Glen Etive () is a glen in the Highlands of Scotland. The River Etive () rises on the peaks surrounding Rannoch Moor, with several tributary streams coming together at the Kings House Hotel, at the head of Glen Coe. From the Kings House, the Etive flows for about 18 km, reaching the sea loch, Loch Etive. The river and its tributaries are popular with whitewater kayakers and at high water levels it is a test piece of the area and a classic run.
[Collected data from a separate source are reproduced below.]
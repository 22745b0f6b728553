//! Integration tests for the filesystem catalog and blob store, driven
//! through the synchronizer the way the CLI uses them.

use assert_fs::prelude::*;
use assert_fs::TempDir;
use chrono::{NaiveDate, Utc};
use predicates::prelude::*;

use famarchive::backend::local::{LocalBlobStore, LocalCatalog};
use famarchive::backend::CatalogStore;
use famarchive::enrich::DisabledEnricher;
use famarchive::export::{default_file_name, export_to_file, ExportContext, ExportFormat};
use famarchive::model::{Category, ItemDraft, ItemType, PendingFile, Viewer};
use famarchive::sync::{SyncLimits, Synchronizer};

fn open(root: &TempDir) -> (LocalCatalog, LocalBlobStore) {
    let catalog = LocalCatalog::open(root.path()).unwrap();
    let blobs = LocalBlobStore::open(root.path()).unwrap();
    (catalog, blobs)
}

#[test]
fn test_saved_item_lands_in_catalog_and_blob_dir() {
    let root = TempDir::new().unwrap();
    let (catalog, blobs) = open(&root);
    let sync = Synchronizer::new(&catalog, &blobs, &DisabledEnricher, SyncLimits::default());
    let viewer = Viewer::new("alice", "a@x.com");

    let mut draft = ItemDraft::new("Wedding album", ItemType::Photo, Category::Personal);
    draft.shared_with = vec!["B@X.com".into()];
    let saved = sync
        .save_item(
            &viewer,
            draft,
            None,
            &[PendingFile::new("cover.png", "image/png", vec![7u8; 128])],
            None,
        )
        .unwrap();

    let catalog_file = root.child("catalog.json");
    catalog_file.assert(predicate::path::is_file());
    catalog_file.assert(predicate::str::contains("\"archiveItems\""));
    catalog_file.assert(predicate::str::contains("\"title\": \"Wedding album\""));
    catalog_file.assert(predicate::str::contains("\"storageUsed\": 128"));

    let path = &saved.attachments[0].path;
    assert!(path.starts_with("users/alice/items/"));
    assert!(path.ends_with("_cover.png"));
    root.child("blobs")
        .child(path)
        .assert(predicate::path::is_file());
    assert!(saved.attachments[0].url.starts_with("file://"));
}

#[test]
fn test_state_survives_reopen_and_delete_cleans_up() {
    let root = TempDir::new().unwrap();
    let alice = Viewer::new("alice", "a@x.com");
    let bob = Viewer::new("bob", "b@x.com");

    let (id, path) = {
        let (catalog, blobs) = open(&root);
        let sync = Synchronizer::new(&catalog, &blobs, &DisabledEnricher, SyncLimits::default());
        let mut draft =
            ItemDraft::new("Letter", ItemType::LetterCorrespondence, Category::FamilyHistory);
        draft.shared_with = vec!["b@x.com".into()];
        let saved = sync
            .save_item(
                &alice,
                draft,
                None,
                &[PendingFile::new("letter.txt", "text/plain", vec![b'x'; 50])],
                None,
            )
            .unwrap();
        (saved.id, saved.attachments[0].path.clone())
    };

    let (catalog, blobs) = open(&root);
    let sync = Synchronizer::new(&catalog, &blobs, &DisabledEnricher, SyncLimits::default());
    assert_eq!(sync.storage_used(&alice).unwrap(), 50);

    let shared = sync.load_visible_items(&bob).unwrap();
    assert_eq!(shared.len(), 1);
    assert!(!shared[0].is_owner);

    let report = sync.delete_item_by_id(&alice, &id).unwrap();
    assert_eq!(report.bytes_released, 50);
    assert!(report.orphaned_paths.is_empty());
    root.child("blobs")
        .child(&path)
        .assert(predicate::path::missing());
    assert!(catalog.get_item(&id).unwrap().is_none());
    assert_eq!(sync.storage_used(&alice).unwrap(), 0);
    assert!(sync.load_visible_items(&bob).unwrap().is_empty());
}

#[test]
fn test_corrupt_catalog_is_a_sync_failure() {
    let root = TempDir::new().unwrap();
    root.child("catalog.json").write_str("{ not json").unwrap();
    let (catalog, blobs) = open(&root);
    let sync = Synchronizer::new(&catalog, &blobs, &DisabledEnricher, SyncLimits::default());

    let err = sync
        .load_visible_items(&Viewer::new("alice", "a@x.com"))
        .unwrap_err();
    assert!(err.to_string().contains("Could not sync archive items"));
    assert!(!err.is_retryable());
}

#[test]
fn test_export_writes_named_files() {
    let root = TempDir::new().unwrap();
    let (catalog, blobs) = open(&root);
    let sync = Synchronizer::new(&catalog, &blobs, &DisabledEnricher, SyncLimits::default());
    let viewer = Viewer::new("alice", "a@x.com");

    sync.save_item(
        &viewer,
        ItemDraft::new("Pocket watch", ItemType::Jewelry, Category::Genealogy),
        None,
        &[],
        None,
    )
    .unwrap();
    let items = sync.load_visible_items(&viewer).unwrap();

    let date = NaiveDate::from_ymd_opt(2024, 5, 17).unwrap();
    let context = ExportContext {
        generated_at: Utc::now(),
        user_email: viewer.email.clone(),
    };

    let csv = root.child(default_file_name(ExportFormat::Csv, date));
    export_to_file(&items, ExportFormat::Csv, &context, csv.path()).unwrap();
    csv.assert(predicate::str::contains("Pocket watch"));
    assert!(csv.path().ends_with("family_archive_export_2024-05-17.csv"));

    let sql = root.child(default_file_name(ExportFormat::Sql, date));
    export_to_file(&items, ExportFormat::Sql, &context, sql.path()).unwrap();
    sql.assert(predicate::str::starts_with("-- Family Archive Tracker Export"));
    sql.assert(predicate::str::contains("'Pocket watch'"));
    sql.assert(predicate::str::contains("-- Total archive items: 1"));

    let empty = root.child("empty.csv");
    assert!(export_to_file(&[], ExportFormat::Csv, &context, empty.path()).is_err());
}
fn print_item_detail(item: &VisibleItem, config: &Config) {
    let date = |t: Option<chrono::DateTime<Utc>>| {
        t.map(|t| t.format(&config.general.date_format).to_string())
            .unwrap_or_else(|| "-".into())
    };

    println!();
    println!("  {}", item.title);
    println!("  {}", "=".repeat(item.title.chars().count().max(8)));
    println!("  {:<12} {}", "ID", item.id);
    println!("  {:<12} {}", "Type", item.item_type);
    println!("  {:<12} {}", "Category", item.category);
    if !item.related_date.is_empty() {
        println!("  {:<12} {}", "Date", item.related_date);
    }
    if !item.physical_location.is_empty() {
        println!("  {:<12} {}", "Location", item.physical_location);
    }
    let owner = if item.is_owner { " (you)" } else { "" };
    println!("  {:<12} {}{owner}", "Owner", item.owner_email);
    if !item.shared_with.is_empty() {
        println!("  {:<12} {}", "Shared with", item.shared_with.join(", "));
    }
    println!("  {:<12} {}", "Created", date(item.created_at));
    println!("  {:<12} {}", "Updated", date(item.updated_at));

    let description = famarchive::search::strip_html(&item.description);
    if !description.is_empty() {
        println!();
        println!("  {description}");
    }

    if let Some(thumb) = item.thumbnail() {
        println!("  {:<12} {}", "Thumbnail", thumb.url);
    }

    if !item.files.is_empty() {
        println!();
        println!("  Files:");
        for file in &item.files {
            println!(
                "    {} ({}, {})",
                file.name,
                file.mime_type,
                format_size(file.size, BINARY)
            );
            if let Some(ref text) = file.ai_description {
                println!("      {text}");
            }
        }
    }

    if !item.transcription.is_empty() {
        println!();
        println!("  Transcription:");
        for line in item.transcription.lines() {
            println!("    {line}");
        }
    }
    println!();
}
At the north end of Glen Etive lie the two mountains known as the "Herdsmen of Etive": Buachaille Etive Mòr and Buachaille Etive Beag. Other peaks accessible from the Glen include Ben Starav, located near the head of Loch Etive, and Beinn Fhionnlaidh on the northern side of the glen. The scenic beauty of the glen has led to its inclusion the Ben Nevis and Glen Coe National Scenic Area, one of 40 such areas in Scotland.

A narrow road from the Kings House Hotel runs down the glen, serving several houses and farms. This road ends at the head of the loch, though rough tracks continue along both shores.

The River Etive is one of Scotland's most popular and challenging white water kayaking runs. It provides a multitude of solid Grade 4(5) rapids with a variety of falls and pool drops. It is home to a herd of Scottish red deer that have become accustomed to the presence of humans.

Mythology 
In the Ulster Cycle of Irish mythology, Deirdre and her love Naoise founded Glen Etive after fleeing Ulster.

The Fachen is also known as the Dwarf of Glen Etive.

Movie location 
Glen Etive has been used as the backdrop to many movies, among them Braveheart and Skyfall. The resulting influx of visitors has led to concerns about the spoilage of the glen through littering and fly-tipping.